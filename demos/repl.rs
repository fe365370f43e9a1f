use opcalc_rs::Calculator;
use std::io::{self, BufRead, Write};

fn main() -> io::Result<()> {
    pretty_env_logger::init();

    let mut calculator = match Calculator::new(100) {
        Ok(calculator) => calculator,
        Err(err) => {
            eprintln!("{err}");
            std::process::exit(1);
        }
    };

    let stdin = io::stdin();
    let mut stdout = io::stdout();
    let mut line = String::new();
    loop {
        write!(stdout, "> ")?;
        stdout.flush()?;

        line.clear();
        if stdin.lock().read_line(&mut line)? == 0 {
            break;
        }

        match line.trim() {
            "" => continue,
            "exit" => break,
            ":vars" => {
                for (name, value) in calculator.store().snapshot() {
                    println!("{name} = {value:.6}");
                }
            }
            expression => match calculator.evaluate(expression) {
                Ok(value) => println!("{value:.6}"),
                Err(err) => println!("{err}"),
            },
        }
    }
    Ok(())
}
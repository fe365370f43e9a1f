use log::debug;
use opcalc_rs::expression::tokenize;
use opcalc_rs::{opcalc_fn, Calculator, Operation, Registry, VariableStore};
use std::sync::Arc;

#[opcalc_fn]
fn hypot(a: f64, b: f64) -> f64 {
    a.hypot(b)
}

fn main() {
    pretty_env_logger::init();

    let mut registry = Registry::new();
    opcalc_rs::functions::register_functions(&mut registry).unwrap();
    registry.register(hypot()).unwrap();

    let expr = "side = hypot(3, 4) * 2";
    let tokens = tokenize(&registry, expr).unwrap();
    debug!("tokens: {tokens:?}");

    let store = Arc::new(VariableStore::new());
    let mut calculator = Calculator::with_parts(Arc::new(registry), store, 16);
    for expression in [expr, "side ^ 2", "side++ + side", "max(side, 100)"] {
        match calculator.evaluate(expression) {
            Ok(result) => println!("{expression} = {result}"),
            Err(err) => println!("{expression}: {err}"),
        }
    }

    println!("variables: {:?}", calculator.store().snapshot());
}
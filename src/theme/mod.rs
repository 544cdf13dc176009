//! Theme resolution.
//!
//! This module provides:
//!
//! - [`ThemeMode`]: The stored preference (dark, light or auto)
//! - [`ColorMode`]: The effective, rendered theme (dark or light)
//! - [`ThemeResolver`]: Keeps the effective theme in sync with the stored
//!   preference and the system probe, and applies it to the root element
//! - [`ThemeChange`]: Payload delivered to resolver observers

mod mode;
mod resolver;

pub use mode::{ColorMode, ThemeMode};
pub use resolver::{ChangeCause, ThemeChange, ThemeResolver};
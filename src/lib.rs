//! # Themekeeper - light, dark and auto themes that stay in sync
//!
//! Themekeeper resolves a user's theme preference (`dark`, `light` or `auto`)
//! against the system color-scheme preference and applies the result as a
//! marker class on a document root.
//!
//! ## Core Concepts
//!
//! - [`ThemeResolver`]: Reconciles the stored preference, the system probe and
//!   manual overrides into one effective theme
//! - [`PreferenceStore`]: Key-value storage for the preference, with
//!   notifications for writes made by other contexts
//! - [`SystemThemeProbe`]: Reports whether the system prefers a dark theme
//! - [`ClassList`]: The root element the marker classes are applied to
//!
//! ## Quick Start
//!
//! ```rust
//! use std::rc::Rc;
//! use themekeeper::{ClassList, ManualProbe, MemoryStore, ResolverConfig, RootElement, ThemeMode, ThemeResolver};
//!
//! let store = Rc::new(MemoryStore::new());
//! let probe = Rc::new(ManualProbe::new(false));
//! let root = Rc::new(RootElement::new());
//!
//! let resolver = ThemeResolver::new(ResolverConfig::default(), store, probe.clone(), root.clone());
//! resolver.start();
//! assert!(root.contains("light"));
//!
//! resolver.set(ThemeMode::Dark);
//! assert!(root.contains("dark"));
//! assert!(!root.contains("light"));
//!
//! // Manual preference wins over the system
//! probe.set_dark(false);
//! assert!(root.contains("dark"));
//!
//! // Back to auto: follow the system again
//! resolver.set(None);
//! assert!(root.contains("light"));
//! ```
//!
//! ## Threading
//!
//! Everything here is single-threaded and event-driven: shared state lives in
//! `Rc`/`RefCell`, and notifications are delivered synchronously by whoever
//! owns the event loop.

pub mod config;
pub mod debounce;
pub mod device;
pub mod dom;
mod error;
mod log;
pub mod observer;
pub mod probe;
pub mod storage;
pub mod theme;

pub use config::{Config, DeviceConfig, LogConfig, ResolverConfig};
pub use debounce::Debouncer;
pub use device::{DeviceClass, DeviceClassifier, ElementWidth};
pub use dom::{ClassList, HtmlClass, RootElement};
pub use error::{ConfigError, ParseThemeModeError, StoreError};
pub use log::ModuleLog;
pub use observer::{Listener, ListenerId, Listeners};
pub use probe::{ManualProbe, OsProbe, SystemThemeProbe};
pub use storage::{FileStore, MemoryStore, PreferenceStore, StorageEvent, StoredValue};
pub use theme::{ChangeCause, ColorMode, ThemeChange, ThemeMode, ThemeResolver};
○ ○ ○ ○
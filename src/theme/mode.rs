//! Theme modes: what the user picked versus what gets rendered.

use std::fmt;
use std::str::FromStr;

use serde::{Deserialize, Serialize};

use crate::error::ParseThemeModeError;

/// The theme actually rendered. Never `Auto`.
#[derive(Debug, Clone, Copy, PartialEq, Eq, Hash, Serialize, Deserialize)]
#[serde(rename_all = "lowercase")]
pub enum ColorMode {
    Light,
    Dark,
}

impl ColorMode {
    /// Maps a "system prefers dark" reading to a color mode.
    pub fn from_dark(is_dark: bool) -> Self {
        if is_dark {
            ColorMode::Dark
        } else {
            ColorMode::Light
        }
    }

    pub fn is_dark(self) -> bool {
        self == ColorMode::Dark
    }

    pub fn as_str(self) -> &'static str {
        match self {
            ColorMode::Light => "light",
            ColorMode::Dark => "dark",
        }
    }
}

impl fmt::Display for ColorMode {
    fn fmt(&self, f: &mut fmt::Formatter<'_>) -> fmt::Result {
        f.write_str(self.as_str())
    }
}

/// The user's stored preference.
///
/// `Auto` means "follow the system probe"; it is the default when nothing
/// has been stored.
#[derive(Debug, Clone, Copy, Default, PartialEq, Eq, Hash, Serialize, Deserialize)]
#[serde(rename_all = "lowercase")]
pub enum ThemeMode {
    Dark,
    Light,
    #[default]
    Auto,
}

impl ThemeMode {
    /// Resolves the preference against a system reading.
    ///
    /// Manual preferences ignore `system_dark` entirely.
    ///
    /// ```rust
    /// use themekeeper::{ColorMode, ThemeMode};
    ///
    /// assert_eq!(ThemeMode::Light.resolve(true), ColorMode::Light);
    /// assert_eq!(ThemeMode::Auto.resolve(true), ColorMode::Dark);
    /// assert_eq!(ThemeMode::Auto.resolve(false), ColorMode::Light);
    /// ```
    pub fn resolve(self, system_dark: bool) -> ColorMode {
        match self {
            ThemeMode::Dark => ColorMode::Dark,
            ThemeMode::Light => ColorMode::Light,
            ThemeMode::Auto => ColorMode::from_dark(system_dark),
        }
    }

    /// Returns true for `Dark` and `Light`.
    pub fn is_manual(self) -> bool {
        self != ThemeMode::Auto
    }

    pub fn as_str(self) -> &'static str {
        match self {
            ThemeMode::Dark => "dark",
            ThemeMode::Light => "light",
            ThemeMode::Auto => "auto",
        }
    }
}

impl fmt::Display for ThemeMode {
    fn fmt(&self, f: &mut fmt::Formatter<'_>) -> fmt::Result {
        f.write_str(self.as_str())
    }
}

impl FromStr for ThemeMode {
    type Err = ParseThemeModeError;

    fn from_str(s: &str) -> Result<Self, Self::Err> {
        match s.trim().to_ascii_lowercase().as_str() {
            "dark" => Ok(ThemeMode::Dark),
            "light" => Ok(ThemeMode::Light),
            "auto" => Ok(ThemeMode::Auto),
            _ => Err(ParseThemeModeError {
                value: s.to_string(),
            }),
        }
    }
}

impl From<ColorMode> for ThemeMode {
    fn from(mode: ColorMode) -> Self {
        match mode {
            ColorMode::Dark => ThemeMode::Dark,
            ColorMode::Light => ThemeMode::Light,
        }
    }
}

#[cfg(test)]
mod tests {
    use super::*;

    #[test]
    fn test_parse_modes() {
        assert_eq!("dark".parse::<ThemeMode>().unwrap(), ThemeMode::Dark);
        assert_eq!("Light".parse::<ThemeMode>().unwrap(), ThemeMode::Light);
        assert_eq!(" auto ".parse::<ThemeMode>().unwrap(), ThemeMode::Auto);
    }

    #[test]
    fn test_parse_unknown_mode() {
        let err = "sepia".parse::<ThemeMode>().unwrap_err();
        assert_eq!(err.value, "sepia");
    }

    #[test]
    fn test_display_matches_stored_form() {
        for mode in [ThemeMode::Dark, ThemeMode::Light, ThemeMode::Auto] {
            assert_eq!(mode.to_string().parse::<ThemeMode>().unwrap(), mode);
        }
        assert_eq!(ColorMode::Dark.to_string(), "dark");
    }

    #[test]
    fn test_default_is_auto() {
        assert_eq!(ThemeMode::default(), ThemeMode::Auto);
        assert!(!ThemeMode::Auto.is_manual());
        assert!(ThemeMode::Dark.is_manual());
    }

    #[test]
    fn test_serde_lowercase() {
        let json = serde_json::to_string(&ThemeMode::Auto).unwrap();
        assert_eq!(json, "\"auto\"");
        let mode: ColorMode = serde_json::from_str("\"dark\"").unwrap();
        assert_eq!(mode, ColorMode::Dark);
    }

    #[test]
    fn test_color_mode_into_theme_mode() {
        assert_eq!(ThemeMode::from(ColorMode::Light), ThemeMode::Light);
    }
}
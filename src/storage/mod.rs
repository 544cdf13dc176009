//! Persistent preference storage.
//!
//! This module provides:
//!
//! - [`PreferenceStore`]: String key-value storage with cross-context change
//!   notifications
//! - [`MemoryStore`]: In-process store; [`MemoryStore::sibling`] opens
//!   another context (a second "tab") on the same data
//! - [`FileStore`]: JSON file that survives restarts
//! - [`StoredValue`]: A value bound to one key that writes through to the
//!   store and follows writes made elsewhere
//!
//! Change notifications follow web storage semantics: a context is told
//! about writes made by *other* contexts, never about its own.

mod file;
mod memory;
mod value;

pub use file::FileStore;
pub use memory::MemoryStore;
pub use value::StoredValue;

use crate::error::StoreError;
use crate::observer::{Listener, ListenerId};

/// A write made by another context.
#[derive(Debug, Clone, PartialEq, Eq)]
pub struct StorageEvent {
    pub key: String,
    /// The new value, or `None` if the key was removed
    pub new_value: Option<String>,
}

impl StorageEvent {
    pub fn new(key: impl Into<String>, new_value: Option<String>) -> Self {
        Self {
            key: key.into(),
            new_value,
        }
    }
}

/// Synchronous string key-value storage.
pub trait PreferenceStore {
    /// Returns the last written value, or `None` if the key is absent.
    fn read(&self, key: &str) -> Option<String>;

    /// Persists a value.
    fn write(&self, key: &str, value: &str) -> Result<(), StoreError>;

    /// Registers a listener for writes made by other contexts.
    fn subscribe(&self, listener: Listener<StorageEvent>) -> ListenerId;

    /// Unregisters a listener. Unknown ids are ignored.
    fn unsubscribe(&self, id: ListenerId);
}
○ ○ ○ ○
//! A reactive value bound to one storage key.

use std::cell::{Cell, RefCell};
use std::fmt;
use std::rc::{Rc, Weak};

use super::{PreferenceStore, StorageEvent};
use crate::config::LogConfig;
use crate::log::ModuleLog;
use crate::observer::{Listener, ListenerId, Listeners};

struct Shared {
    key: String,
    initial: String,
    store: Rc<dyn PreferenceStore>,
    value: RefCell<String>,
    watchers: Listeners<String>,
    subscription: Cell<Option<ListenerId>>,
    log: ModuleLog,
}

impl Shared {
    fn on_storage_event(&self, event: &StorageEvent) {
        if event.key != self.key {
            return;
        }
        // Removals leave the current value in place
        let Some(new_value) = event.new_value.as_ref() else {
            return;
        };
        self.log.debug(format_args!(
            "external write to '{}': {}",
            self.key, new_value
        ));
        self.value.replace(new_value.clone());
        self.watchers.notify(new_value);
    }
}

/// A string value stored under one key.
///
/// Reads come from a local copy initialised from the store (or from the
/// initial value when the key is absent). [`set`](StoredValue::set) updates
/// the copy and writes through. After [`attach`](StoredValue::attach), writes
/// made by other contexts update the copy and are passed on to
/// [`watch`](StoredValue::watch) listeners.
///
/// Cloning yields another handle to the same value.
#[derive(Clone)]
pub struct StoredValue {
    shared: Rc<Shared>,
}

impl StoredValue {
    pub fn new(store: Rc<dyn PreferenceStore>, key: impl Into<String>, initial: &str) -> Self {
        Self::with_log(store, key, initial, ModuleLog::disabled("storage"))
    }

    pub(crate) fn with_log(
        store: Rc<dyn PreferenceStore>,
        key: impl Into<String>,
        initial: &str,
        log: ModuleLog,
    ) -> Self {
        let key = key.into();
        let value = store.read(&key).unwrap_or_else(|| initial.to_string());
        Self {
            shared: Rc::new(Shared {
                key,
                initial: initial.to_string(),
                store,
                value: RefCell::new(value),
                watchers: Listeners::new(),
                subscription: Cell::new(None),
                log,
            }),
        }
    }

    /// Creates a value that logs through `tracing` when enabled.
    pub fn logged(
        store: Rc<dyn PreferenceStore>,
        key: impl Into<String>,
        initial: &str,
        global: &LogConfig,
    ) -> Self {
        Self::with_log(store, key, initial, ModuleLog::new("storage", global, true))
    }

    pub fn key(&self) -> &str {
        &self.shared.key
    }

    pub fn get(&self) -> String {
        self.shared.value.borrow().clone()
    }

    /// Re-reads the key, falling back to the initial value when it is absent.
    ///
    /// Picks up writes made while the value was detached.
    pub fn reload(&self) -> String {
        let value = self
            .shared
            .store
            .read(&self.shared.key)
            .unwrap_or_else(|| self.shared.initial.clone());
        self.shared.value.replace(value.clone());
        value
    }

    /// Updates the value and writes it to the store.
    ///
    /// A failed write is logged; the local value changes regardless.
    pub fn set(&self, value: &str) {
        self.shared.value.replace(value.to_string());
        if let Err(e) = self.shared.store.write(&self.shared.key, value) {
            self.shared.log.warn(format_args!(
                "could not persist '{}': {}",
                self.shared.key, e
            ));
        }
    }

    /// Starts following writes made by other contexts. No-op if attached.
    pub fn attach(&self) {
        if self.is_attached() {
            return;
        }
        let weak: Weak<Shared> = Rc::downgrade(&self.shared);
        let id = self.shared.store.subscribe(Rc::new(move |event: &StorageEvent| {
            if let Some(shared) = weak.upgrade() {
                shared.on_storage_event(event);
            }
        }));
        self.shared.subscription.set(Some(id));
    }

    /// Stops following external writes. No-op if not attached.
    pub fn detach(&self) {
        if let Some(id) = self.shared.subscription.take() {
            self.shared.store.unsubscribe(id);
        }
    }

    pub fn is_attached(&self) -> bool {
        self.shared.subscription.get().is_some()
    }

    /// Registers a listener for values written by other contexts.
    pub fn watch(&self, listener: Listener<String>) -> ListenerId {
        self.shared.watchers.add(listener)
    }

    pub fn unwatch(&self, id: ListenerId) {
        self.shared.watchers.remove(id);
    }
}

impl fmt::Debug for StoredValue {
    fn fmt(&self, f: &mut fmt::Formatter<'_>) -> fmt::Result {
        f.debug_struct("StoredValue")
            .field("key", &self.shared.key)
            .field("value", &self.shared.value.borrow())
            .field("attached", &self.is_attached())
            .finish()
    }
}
○ ○ ○ ○
§ Problem statement
Using the data above, transcribe the lines that run from the line with "filename demos/repl.rs" to the line with "stdout.flush()?;", both ends kept, and output nothing else.

§ Result for this task
filename demos/repl.rs
repository fe365370f43e9a1f
use opcalc_rs::Calculator;
use std::io::{self, BufRead, Write};

fn main() -> io::Result<()> {
    pretty_env_logger::init();

    let mut calculator = match Calculator::new(100) {
        Ok(calculator) => calculator,
        Err(err) => {
            eprintln!("{err}");
            std::process::exit(1);
        }
    };

    let stdin = io::stdin();
    let mut stdout = io::stdout();
    let mut line = String::new();
    loop {
        write!(stdout, "> ")?;
        stdout.flush()?;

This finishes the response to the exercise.